**Work item**: Scan the entries for lines with the word "layout", then copy those lines.

**Input for this task**:
//! Full-bleed gradient washes and soft static layers.

use kurbo::{Affine, Point, Rect, Vec2};

use crate::generators::{Generator, RenderCtx, VisualOutput};
use crate::registry::PresetId;
use crate::scene::{Gradient, Motion, Node, Scene, Shape, ViewBox, rounded_blob};
use crate::theme::Color;

/// Rectangle in viewport pixels from CSS-style percentages.
fn rect_pct(ctx: &RenderCtx<'_>, left: f64, top: f64, width: f64, height: f64) -> Rect {
    let origin = ctx.pct(left, top);
    let size = ctx.pct(width, height);
    Rect::new(origin.x, origin.y, origin.x + size.x, origin.y + size.y)
}

/// Distance from `center` to the farthest corner of the unit box.
fn farthest_corner(center: Point) -> f64 {
    let dx = center.x.max(1.0 - center.x);
    let dy = center.y.max(1.0 - center.y);
    dx.hypot(dy)
}

/// CSS `radial-gradient(ellipse at x% y%, color 0%, transparent stop%)` as a covering layer.
fn radial_wash(at: (f64, f64), color: Color, stop_pct: f64) -> Node {
    let center = Point::new(at.0 / 100.0, at.1 / 100.0);
    Node::new(Shape::Cover).fill(
        Gradient::radial(center, farthest_corner(center))
            .stop(0.0, color, 1.0)
            .stop(stop_pct / 100.0, color, 0.0),
    )
}

pub struct SolidColor;

impl Generator for SolidColor {
    fn preset(&self) -> PresetId {
        PresetId::SolidColor
    }

    fn render(&self, ctx: &mut RenderCtx<'_>) -> VisualOutput {
        VisualOutput::Vector(
            Scene::new(ViewBox::Viewport).with(Node::new(Shape::Cover).fill(ctx.palette.primary)),
        )
    }
}

pub struct MeshGradient;

impl MeshGradient {
    /// Period of the slow mesh shift, independent of speed.
    pub const SHIFT_SECONDS: f64 = 30.0;
}

impl Generator for MeshGradient {
    fn preset(&self) -> PresetId {
        PresetId::MeshGradient
    }

    fn render(&self, ctx: &mut RenderCtx<'_>) -> VisualOutput {
        let s = &ctx.settings;
        let noise_opacity = s.by_density(0.03, 0.08);
        let spread = s.by_density(50.0, 70.0);
        let p = ctx.palette;
        let center = ctx.pct(50.0, 50.0);
        let nudge = ctx.pct(1.0, -1.0).to_vec2();

        // CSS stacks the first background on top, so paint in reverse.
        let layers = vec![
            radial_wash((30.0, 60.0), p.primary, spread - 10.0),
            radial_wash((50.0, 80.0), p.muted, spread),
            radial_wash((80.0, 30.0), p.border, spread),
            radial_wash((20.0, 20.0), p.primary, spread),
        ];
        let half = Self::SHIFT_SECONDS / 2.0;
        let scene = Scene::new(ViewBox::Viewport)
            .with(
                Node::group(layers)
                    .opacity(0.3)
                    .motion(Motion::drift(nudge, half))
                    .motion(Motion::breathe(1.0, 1.01, center, half / 2.0)),
            )
            .with(
                Node::new(Shape::Noise {
                    base_frequency: 0.65,
                    octaves: 3,
                })
                .opacity(noise_opacity),
            );
        VisualOutput::Vector(scene)
    }
}

pub struct SpotlightVignette;

impl Generator for SpotlightVignette {
    fn preset(&self) -> PresetId {
        PresetId::SpotlightVignette
    }

    fn render(&self, ctx: &mut RenderCtx<'_>) -> VisualOutput {
        let spread = ctx.settings.by_density(50.0, 70.0) / 100.0;
        let p = ctx.palette;
        let light = Gradient::radial(Point::new(0.5, 0.4), spread)
            .stop(0.0, p.bg, 1.0)
            .stop(0.6, p.border, 1.0)
            .stop(1.0, p.text, 1.0);
        VisualOutput::Vector(
            Scene::new(ViewBox::Viewport).with(Node::new(Shape::Cover).fill(light).opacity(0.25)),
        )
    }
}

pub struct CutPaper;

struct PaperLayer {
    slot: usize,
    /// left, top, width, height in percent.
    frame: [f64; 4],
    horizontal: [f64; 4],
    vertical: [f64; 4],
    opacity: f64,
}

const PAPER_LAYERS: [PaperLayer; 4] = [
    PaperLayer {
        slot: 0,
        frame: [-5.0, 10.0, 60.0, 50.0],
        horizontal: [0.6, 0.4, 0.7, 0.3],
        vertical: [0.5, 0.6, 0.4, 0.5],
        opacity: 0.08,
    },
    PaperLayer {
        slot: 1,
        frame: [55.0, 30.0, 55.0, 45.0],
        horizontal: [0.4, 0.6, 0.3, 0.7],
        vertical: [0.6, 0.4, 0.5, 0.5],
        opacity: 0.12,
    },
    PaperLayer {
        slot: 2,
        frame: [10.0, 55.0, 50.0, 40.0],
        horizontal: [0.5, 0.5, 0.6, 0.4],
        vertical: [0.4, 0.7, 0.3, 0.6],
        opacity: 0.06,
    },
    PaperLayer {
        slot: 0,
        frame: [55.0, 45.0, 40.0, 35.0],
        horizontal: [0.7, 0.3, 0.5, 0.5],
        vertical: [0.5, 0.5, 0.6, 0.4],
        opacity: 0.1,
    },
];

impl Generator for CutPaper {
    fn preset(&self) -> PresetId {
        PresetId::CutPaper
    }

    fn render(&self, ctx: &mut RenderCtx<'_>) -> VisualOutput {
        let layers = ctx.settings.count_round(3, 1);
        let p = ctx.palette;
        let slots = [p.primary, p.border, p.muted];

        let mut scene = Scene::new(ViewBox::Viewport);
        for layer in PAPER_LAYERS.iter().take(layers) {
            let [left, top, w, h] = layer.frame;
            let outline = rounded_blob(
                rect_pct(ctx, left, top, w, h),
                layer.horizontal,
                layer.vertical,
            );
            let shadow = Node::path(outline.clone())
                .fill(Color::BLACK.with_alpha(0.08))
                .transform(Affine::translate(Vec2::new(0.0, 8.0)))
                .blur(16.0);
            let paper = Node::path(outline).fill(slots[layer.slot]);
            scene.push(Node::group(vec![shadow, paper]).opacity(layer.opacity));
        }
        VisualOutput::Vector(scene)
    }
}

pub struct GradientOrbs;

struct Orb {
    slot: usize,
    anchor: OrbAnchor,
    /// Fraction of the density-scaled orb diameter.
    size: f64,
    opacity: f64,
    blur: f64,
}

/// Two edge offsets in percent, vertical first.
enum OrbAnchor {
    TopLeft(f64, f64),
    TopRight(f64, f64),
    BottomLeft(f64, f64),
    BottomRight(f64, f64),
}

const ORBS: [Orb; 5] = [
    Orb {
        slot: 0,
        anchor: OrbAnchor::TopLeft(-10.0, -5.0),
        size: 1.0,
        opacity: 1.0,
        blur: 40.0,
    },
    Orb {
        slot: 1,
        anchor: OrbAnchor::TopRight(10.0, -5.0),
        size: 0.7,
        opacity: 0.8,
        blur: 35.0,
    },
    Orb {
        slot: 2,
        anchor: OrbAnchor::BottomLeft(-15.0, 30.0),
        size: 0.9,
        opacity: 0.7,
        blur: 50.0,
    },
    Orb {
        slot: 3,
        anchor: OrbAnchor::TopLeft(45.0, 10.0),
        size: 0.5,
        opacity: 0.6,
        blur: 30.0,
    },
    Orb {
        slot: 0,
        anchor: OrbAnchor::BottomRight(20.0, 15.0),
        size: 0.6,
        opacity: 0.5,
        blur: 45.0,
    },
];

impl Generator for GradientOrbs {
    fn preset(&self) -> PresetId {
        PresetId::GradientOrbs
    }

    fn render(&self, ctx: &mut RenderCtx<'_>) -> VisualOutput {
        let opacity = ctx.settings.by_density(0.2, 0.5);
        let size = ctx.settings.by_density(40.0, 75.0);
        let p = ctx.palette;
        let slots = [p.primary, p.secondary, p.border, p.muted];

        let mut scene = Scene::new(ViewBox::Viewport);
        for orb in &ORBS {
            let d = size * orb.size;
            // (top, left) in percent
            let (top, left) = match orb.anchor {
                OrbAnchor::TopLeft(t, l) => (t, l),
                OrbAnchor::TopRight(t, r) => (t, 100.0 - r - d),
                OrbAnchor::BottomLeft(b, l) => (100.0 - b - d, l),
                OrbAnchor::BottomRight(b, r) => (100.0 - b - d, 100.0 - r - d),
            };
            let frame = rect_pct(ctx, left, top, d, d);
            let color = slots[orb.slot];
            let glow = Gradient::glow(
                Point::new(0.5, 0.5),
                std::f64::consts::FRAC_1_SQRT_2,
                color,
                1.0,
                0.7,
            );
            scene.push(
                Node::new(Shape::Ellipse {
                    center: frame.center(),
                    radii: Vec2::new(frame.width() / 2.0, frame.height() / 2.0),
                })
                .fill(glow)
                .opacity(opacity * orb.opacity)
                .blur(orb.blur),
            );
        }
        VisualOutput::Vector(scene)
    }
}

pub struct Nebula;

impl Nebula {
    pub const STARS: usize = 100;
}

impl Generator for Nebula {
    fn preset(&self) -> PresetId {
        PresetId::Nebula
    }

    fn render(&self, ctx: &mut RenderCtx<'_>) -> VisualOutput {
        let cloud_opacity = ctx.settings.by_density(0.15, 0.40);
        let spread = ctx.settings.by_density(50.0, 80.0);
        let noise_opacity = ctx.settings.by_density(0.05, 0.15);
        let p = ctx.palette;

        let clouds: Vec<Node> = [
            ((10.0, 85.0), p.muted, spread - 20.0),
            ((80.0, 80.0), p.primary, spread - 15.0),
            ((40.0, 70.0), p.border, spread - 5.0),
            ((70.0, 40.0), p.secondary, spread - 10.0),
            ((20.0, 30.0), p.primary, spread),
        ]
        .into_iter()
        .map(|(at, color, stop)| {
            let center = Point::new(at.0 / 100.0, at.1 / 100.0);
            Node::rect(rect_pct(ctx, -20.0, -20.0, 140.0, 140.0)).fill(
                Gradient::radial(center, farthest_corner(center))
                    .stop(0.0, color, 1.0)
                    .stop(stop / 100.0, color, 0.0),
            )
        })
        .collect();

        let layout = ctx.layouts.scatter(PresetId::Nebula, Self::STARS);
        let stars: Vec<Node> = layout
            .iter()
            .map(|s| {
                Node::circle(ctx.pct(s.u[0] * 100.0, s.u[1] * 100.0), s.range(2, 0.5, 2.0))
                    .fill(Color::WHITE)
                    .opacity(s.range(3, 0.2, 0.8))
            })
            .collect();

        let scene = Scene::new(ViewBox::Viewport)
            .with(Node::group(clouds).opacity(cloud_opacity).blur(60.0))
            .with(Node::group(stars).opacity(cloud_opacity * 0.8).blur(1.0))
            .with(
                Node::new(Shape::Noise {
                    base_frequency: 0.8,
                    octaves: 4,
                })
                .opacity(noise_opacity * 0.5),
            );
        VisualOutput::Vector(scene)
    }
}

**Exercise answer**:
        let layout = ctx.layouts.scatter(PresetId::Nebula, Self::STARS);
        let stars: Vec<Node> = layout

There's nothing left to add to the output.